I also had problems where my bestfriend came to visit me and she was high on cocaine, a coworker came to see me on drugs screaming, I kept seeing a little spanish boy walking into my room, at some points I believed I was in a huge room with multiple over people in there and just curtains separating us. Very weird and crazy experiences. It is just so weird that it still to this day feels so real, because it was real to us…those things we all heard and saw are real memories. It was not real, but it will always feel real to us. Just try to understand that what has happened, happened…we can`t change it now…but just know that it was just the drugs and trauma we were experiencing. It will be okay!

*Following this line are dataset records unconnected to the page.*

//! CLI argument parsing with clap

use crate::config::Config;
use crate::naming::ConflictPolicy;
use clap::Parser;
use std::path::PathBuf;

/// Datetime Prefixer - sort a photo library by file name
///
/// Copies every image in a folder, prefixing each copy's name with the
/// date and time the photo was taken (EXIF DateTimeOriginal). Files
/// without that tag are prefixed with "none".
#[derive(Parser, Debug)]
#[command(name = "datetime-prefixer")]
#[command(author, version, about, long_about = None)]
pub struct Cli {
    /// Folder to copy from, or "this-folder" for the current directory
    #[arg(long, required_unless_present_any = ["config", "sample_config"])]
    pub input_folder: Option<PathBuf>,

    /// Folder to copy into (created if missing; default: current directory)
    #[arg(long)]
    pub output_folder: Option<PathBuf>,

    /// Path to configuration file (TOML format)
    ///
    /// Settings from the file are used as defaults; CLI arguments override them.
    #[arg(short = 'C', long, env = "DATETIME_PREFIXER_CONFIG")]
    pub config: Option<PathBuf>,

    /// What to do when a generated name already exists
    #[arg(long, value_enum)]
    pub on_conflict: Option<ConflictPolicy>,

    /// Dry run mode - show what would be done without doing it
    #[arg(short = 'n', long)]
    pub dry_run: bool,

    /// Verbose output
    #[arg(short, long)]
    pub verbose: bool,

    /// Also write logs to this file
    #[arg(long)]
    pub log_file: Option<PathBuf>,

    /// Output file log format as JSON
    #[arg(long, requires = "log_file")]
    pub json_log: bool,

    /// Write the effective configuration to this file and exit
    #[arg(long)]
    pub save_config: Option<PathBuf>,

    /// Print a commented sample configuration file and exit
    #[arg(long, exclusive = true)]
    pub sample_config: bool,
}

impl Cli {
    /// Merge CLI arguments with config from file
    /// CLI arguments take precedence over config file settings
    pub fn merge_with_config(&self, mut config: Config) -> Config {
        if let Some(ref input) = self.input_folder {
            config.input_folder = input.clone();
        }
        if let Some(ref output) = self.output_folder {
            config.output_folder = Some(output.clone());
        }
        if let Some(policy) = self.on_conflict {
            config.on_conflict = policy;
        }
        if self.dry_run {
            config.dry_run = true;
        }
        if self.verbose {
            config.verbose = true;
        }

        config
    }

    /// Convert CLI arguments to Config (when no config file is used)
    pub fn to_config(&self) -> Option<Config> {
        let input_folder = self.input_folder.clone()?;
        Some(Config {
            input_folder,
            output_folder: self.output_folder.clone(),
            on_conflict: self.on_conflict.unwrap_or_default(),
            dry_run: self.dry_run,
            verbose: self.verbose,
        })
    }
}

Oh yea…I also believed the walls and rooms shifted levels like an elevator. lol,

#5
Reply: Hallucinations
by Kate on Jul 07, 2013, 03:55PM

I can so relate to this topic. I spent a week in the hospital after being diagnosed with multiple pelvic fractures and a fractured tailbone. I was not in any accident and I did not fall. During that weeks stay I was in and out of consciousness I guess you could call it … I think I just slept a lot. My husband tells me that I expressed genuine concern for a little puppy stuck up in the tree outside my hospital window. Of course there was no puppy there. There was also no Marlboro man even though I distinctly saw him standing there. I was on IV drugs for the intense pain I was experiencing and hallucinated quite a bit.

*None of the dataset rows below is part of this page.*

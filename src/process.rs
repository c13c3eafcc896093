//! Batch copier
//!
//! Handles the core logic of:
//! - Listing the direct entries of the input directory
//! - Resolving each entry's capture time
//! - Copying it into the output directory under a prefixed name
//!
//! Processing is strictly sequential. Per-file failures are reported to the
//! status sink and never abort the batch.

use crate::config::Config;
use crate::error::{Error, Result};
use crate::naming::{ConflictPolicy, apply_conflict_policy, destination_path};
use crate::progress::StatusSink;
use crate::time::{CaptureTime, resolve_capture_time};
use filetime::FileTime;
use rust_i18n::t;
use std::ffi::OsStr;
use std::fs;
use std::io;
use std::path::{Path, PathBuf};
use tracing::{Level, debug, info, span, warn};
use walkdir::{DirEntry, WalkDir};

/// Result of processing a single entry
#[derive(Debug, Clone)]
pub struct FileResult {
    /// Source file path
    pub source: PathBuf,
    /// Destination file path (if one was computed)
    pub destination: Option<PathBuf>,
    /// Resolved capture time (if the file could be read)
    pub capture_time: Option<CaptureTime>,
    /// Processing status
    pub status: ProcessingStatus,
    /// Error message (if failed)
    pub error: Option<String>,
}

/// Status of entry processing
#[derive(Debug, Clone, Copy, PartialEq, Eq)]
pub enum ProcessingStatus {
    /// Copied to its destination
    Copied,
    /// Could not be opened as an image; not copied
    SourceUnreadable,
    /// Destination write failed
    CopyFailed,
    /// Dry run - would have been copied
    DryRun,
}

/// Processing statistics
#[derive(Debug, Clone, Default, PartialEq, Eq)]
pub struct ProcessingStats {
    /// Entries found in the input directory
    pub total_files: usize,
    /// Entries handled so far, whatever the outcome
    pub processed: usize,
    pub copied: usize,
    pub unreadable: usize,
    pub copy_failed: usize,
    pub dry_run: usize,
}

impl ProcessingStats {
    pub fn new() -> Self {
        Self::default()
    }

    pub fn failed(&self) -> usize {
        self.unreadable + self.copy_failed
    }

    pub fn summary(&self) -> String {
        format!(
            "Total: {}, Processed: {}, Copied: {}, Unreadable: {}, Copy failed: {}, Dry run: {}",
            self.total_files,
            self.processed,
            self.copied,
            self.unreadable,
            self.copy_failed,
            self.dry_run
        )
    }
}

/// Create `path` if it does not exist yet and return it as an absolute path
///
/// The parent must already exist. Succeeds whenever a directory is present
/// at `path` afterwards, including when it was already there.
pub fn ensure_output_dir(path: &Path) -> Result<PathBuf> {
    let absolute = std::path::absolute(path).map_err(|source| Error::OutputDir {
        path: path.to_path_buf(),
        source,
    })?;

    match fs::create_dir(&absolute) {
        Ok(()) => info!(output_dir = %absolute.display(), "Created output directory"),
        Err(_) if absolute.is_dir() => {
            debug!(output_dir = %absolute.display(), "Output directory already exists")
        }
        Err(source) => {
            return Err(Error::OutputDir {
                path: absolute,
                source,
            });
        }
    }

    Ok(absolute)
}

/// Main processor for one batch
pub struct Processor {
    input_dir: PathBuf,
    output_dir: PathBuf,
    on_conflict: ConflictPolicy,
    dry_run: bool,
    stats: ProcessingStats,
}

impl Processor {
    /// Create a processor over already-resolved directories
    pub fn new(input_dir: PathBuf, output_dir: PathBuf, config: &Config) -> Self {
        Self {
            input_dir,
            output_dir,
            on_conflict: config.on_conflict,
            dry_run: config.dry_run,
            stats: ProcessingStats::new(),
        }
    }

    /// Get processing statistics
    pub fn stats(&self) -> &ProcessingStats {
        &self.stats
    }

    /// Run the batch, reporting progress to `sink`
    pub fn run(&mut self, sink: &mut dyn StatusSink) -> Result<Vec<FileResult>> {
        let _span = span!(Level::INFO, "processor_run").entered();

        let entries = self.collect_entries()?;
        let total = entries.len();
        self.stats = ProcessingStats {
            total_files: total,
            ..ProcessingStats::new()
        };
        info!(
            input_dir = %self.input_dir.display(),
            output_dir = %self.output_dir.display(),
            count = total,
            "Processing entries"
        );

        let mut results = Vec::with_capacity(total);
        for entry in entries {
            let result = match entry {
                Ok(entry) => self.process_entry(entry.path(), entry.file_name(), sink),
                Err(e) => {
                    let source = e.path().map(Path::to_path_buf).unwrap_or_default();
                    self.unreadable(source, e.to_string(), sink)
                }
            };
            results.push(result);
        }

        sink.finish();
        info!(summary = %self.stats.summary(), "Batch complete");

        Ok(results)
    }

    /// List the direct entries of the input directory in listing order
    fn collect_entries(&self) -> Result<Vec<walkdir::Result<DirEntry>>> {
        if !self.input_dir.is_dir() {
            return Err(Error::Io(io::Error::new(
                io::ErrorKind::NotADirectory,
                format!("{} is not a directory", self.input_dir.display()),
            )));
        }

        let mut entries = Vec::new();
        for entry in WalkDir::new(&self.input_dir).min_depth(1).max_depth(1) {
            match entry {
                Err(e) if e.depth() == 0 => return Err(Error::ListDir(e)),
                other => entries.push(other),
            }
        }

        debug!(count = entries.len(), "Listed input directory");
        Ok(entries)
    }

    fn process_entry(
        &mut self,
        source: &Path,
        file_name: &OsStr,
        sink: &mut dyn StatusSink,
    ) -> FileResult {
        let _file_span = span!(Level::DEBUG, "process_file", ?source).entered();

        let capture_time = match resolve_capture_time(source) {
            Ok(time) => time,
            Err(e) => return self.unreadable(source.to_path_buf(), e.to_string(), sink),
        };

        let result = match apply_conflict_policy(
            destination_path(&self.output_dir, &capture_time, file_name),
            self.on_conflict,
        ) {
            Ok(dest) if self.dry_run => {
                debug!(?source, ?dest, "Dry run, not copying");
                self.stats.dry_run += 1;
                FileResult {
                    source: source.to_path_buf(),
                    destination: Some(dest),
                    capture_time: Some(capture_time),
                    status: ProcessingStatus::DryRun,
                    error: None,
                }
            }
            Ok(dest) => match copy_file(source, &dest) {
                Ok(()) => {
                    debug!(?source, ?dest, "Copied");
                    self.stats.copied += 1;
                    FileResult {
                        source: source.to_path_buf(),
                        destination: Some(dest),
                        capture_time: Some(capture_time),
                        status: ProcessingStatus::Copied,
                        error: None,
                    }
                }
                Err(e) => self.copy_failed(source, Some(dest), capture_time, e, file_name, sink),
            },
            Err(e) => self.copy_failed(source, None, capture_time, e, file_name, sink),
        };

        self.stats.processed += 1;
        sink.update(&t!(
            "progress",
            count = self.stats.processed,
            total = self.stats.total_files
        ));

        result
    }

    /// Record an entry that could not be read as an image
    fn unreadable(&mut self, source: PathBuf, error: String, sink: &mut dyn StatusSink) -> FileResult {
        warn!(?source, %error, "Error reading file, skipping");
        sink.emit(&t!("error_reading", path = source.display()));
        self.stats.unreadable += 1;
        self.stats.processed += 1;

        FileResult {
            source,
            destination: None,
            capture_time: None,
            status: ProcessingStatus::SourceUnreadable,
            error: Some(error),
        }
    }

    fn copy_failed(
        &mut self,
        source: &Path,
        destination: Option<PathBuf>,
        capture_time: CaptureTime,
        error: Error,
        file_name: &OsStr,
        sink: &mut dyn StatusSink,
    ) -> FileResult {
        warn!(?source, ?destination, %error, "Error saving file");
        sink.emit(&t!("error_saving", file = file_name.to_string_lossy()));
        self.stats.copy_failed += 1;

        FileResult {
            source: source.to_path_buf(),
            destination,
            capture_time: Some(capture_time),
            status: ProcessingStatus::CopyFailed,
            error: Some(error.to_string()),
        }
    }
}

/// Copy contents and permissions, then carry over access and modification times
fn copy_file(source: &Path, dest: &Path) -> Result<()> {
    fs::copy(source, dest)?;

    if let Ok(metadata) = fs::metadata(source) {
        let atime = FileTime::from_last_access_time(&metadata);
        let mtime = FileTime::from_last_modification_time(&metadata);
        let _ = filetime::set_file_times(dest, atime, mtime);
    }

    Ok(())
}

Also, while on this topic, I suffer from steroid psychosis. Not the body building kind of steroids … I am asthmatic and must use prednisone which is a steroid to combat flare ups. With this psychosis comes severe hallucinations ,,, I had to leave my house once because I saw aliens coming in a mist from under the front door frame. I felt threatened by them and knew if I didn’t leave I would be in trouble. One time I opened the refrigerator door and witnessed the most beautiful blue waterfall and visions of misty angels riding the water and coming through into my home and inviting me to go with them. I followed them to the front door and tried to leave with them as they floated through the doorway … my husband asked me what I was doing and I said I was going with the angels. He stood between me and the door and said no, you aren’t going anywhere and led me back to the living room. I was recovering from double pneumonia at the time and had been hospitalized for this.
I could tell you many stories about my hallucinations … I have to take an anti-psychotic drug called Risperdal now whenever I take Prednisone … as long as I take the two drugs in conjunction with one another the hallucinations are under control.

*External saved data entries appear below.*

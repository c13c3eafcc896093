//! Single-line console status
//!
//! The batch reports through a [`StatusSink`]: a transient line that is
//! replaced on every update, and permanent lines for per-file errors.

use crossterm::{
    cursor::MoveToColumn,
    queue,
    style::Print,
    terminal::{Clear, ClearType},
};
use std::io::{self, Write};

/// Destination for progress and error lines
pub trait StatusSink {
    /// Replace the current transient line
    fn update(&mut self, line: &str);

    /// Print a line that stays on screen
    fn emit(&mut self, line: &str);

    /// End the batch output with a newline
    fn finish(&mut self);
}

/// Console sink using crossterm cursor commands
pub struct ConsoleStatus<W: Write> {
    out: W,
    /// A transient line is currently displayed
    dirty: bool,
}

impl ConsoleStatus<io::Stdout> {
    pub fn stdout() -> Self {
        Self::new(io::stdout())
    }
}

impl<W: Write> ConsoleStatus<W> {
    pub fn new(out: W) -> Self {
        Self { out, dirty: false }
    }

    pub fn into_inner(self) -> W {
        self.out
    }

    fn clear_line(&mut self) -> io::Result<()> {
        queue!(self.out, MoveToColumn(0), Clear(ClearType::CurrentLine))
    }
}

impl<W: Write> StatusSink for ConsoleStatus<W> {
    fn update(&mut self, line: &str) {
        let _ = self
            .clear_line()
            .and_then(|_| queue!(self.out, Print(line)))
            .and_then(|_| self.out.flush());
        self.dirty = true;
    }

    fn emit(&mut self, line: &str) {
        if self.dirty {
            let _ = self.clear_line();
            self.dirty = false;
        }
        let _ = queue!(self.out, Print(line), Print("\n")).and_then(|_| self.out.flush());
    }

    fn finish(&mut self) {
        let _ = queue!(self.out, Print("\n")).and_then(|_| self.out.flush());
        self.dirty = false;
    }
}

/// Recorded sink event
#[cfg(test)]
#[derive(Debug, Clone, PartialEq, Eq)]
pub(crate) enum StatusEvent {
    Update(String),
    Emit(String),
    Finish,
}

/// Sink that keeps every event for assertions
#[cfg(test)]
#[derive(Debug, Default)]
pub(crate) struct RecordingStatus {
    pub events: Vec<StatusEvent>,
}

#[cfg(test)]
impl RecordingStatus {
    pub fn updates(&self) -> Vec<&str> {
        self.events
            .iter()
            .filter_map(|e| match e {
                StatusEvent::Update(line) => Some(line.as_str()),
                _ => None,
            })
            .collect()
    }

    pub fn emitted(&self) -> Vec<&str> {
        self.events
            .iter()
            .filter_map(|e| match e {
                StatusEvent::Emit(line) => Some(line.as_str()),
                _ => None,
            })
            .collect()
    }
}

#[cfg(test)]
impl StatusSink for RecordingStatus {
    fn update(&mut self, line: &str) {
        self.events.push(StatusEvent::Update(line.to_string()));
    }

    fn emit(&mut self, line: &str) {
        self.events.push(StatusEvent::Emit(line.to_string()));
    }

    fn finish(&mut self) {
        self.events.push(StatusEvent::Finish);
    }
}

Sorry for being so long winded but it is so wonderful to share with you all who know what these drug or trauma induced hallucinations are like … to us they are real … at times acutely so. I am so happy to have found this forum.

#6
Reply: Hallucinations
by tjoenks on May 22, 2014, 04:41PM

I can relate as well. After I was brought out of the medical coma, they went to place an epidural for pain relief. I remember thinking wow, they are really advanced here at Vanderbilt! It was like I could hear a voice coming over an intercom stating move me a little more this way and I was floating. Every time they even slightly adjusted my position, I could see moving blocks. I would feel a touch on my back and then blocks would move again. It was like something out of tron. It stayed with me. When I finally was alert, I had to ask about the epidural process. I am a nurse and though I needed to learn of this great new technology… In reality, it was no different from an epidural you get during pregnancy except I was laying down. I thought I was insane. I was lost the first few days after waking up. I could have sworn walls were closing in. That I had been moved multiple times to different areas. I never moved once. I remember once being so scared that I cried with the nurse asking her don’t leave me I don’t want to move again.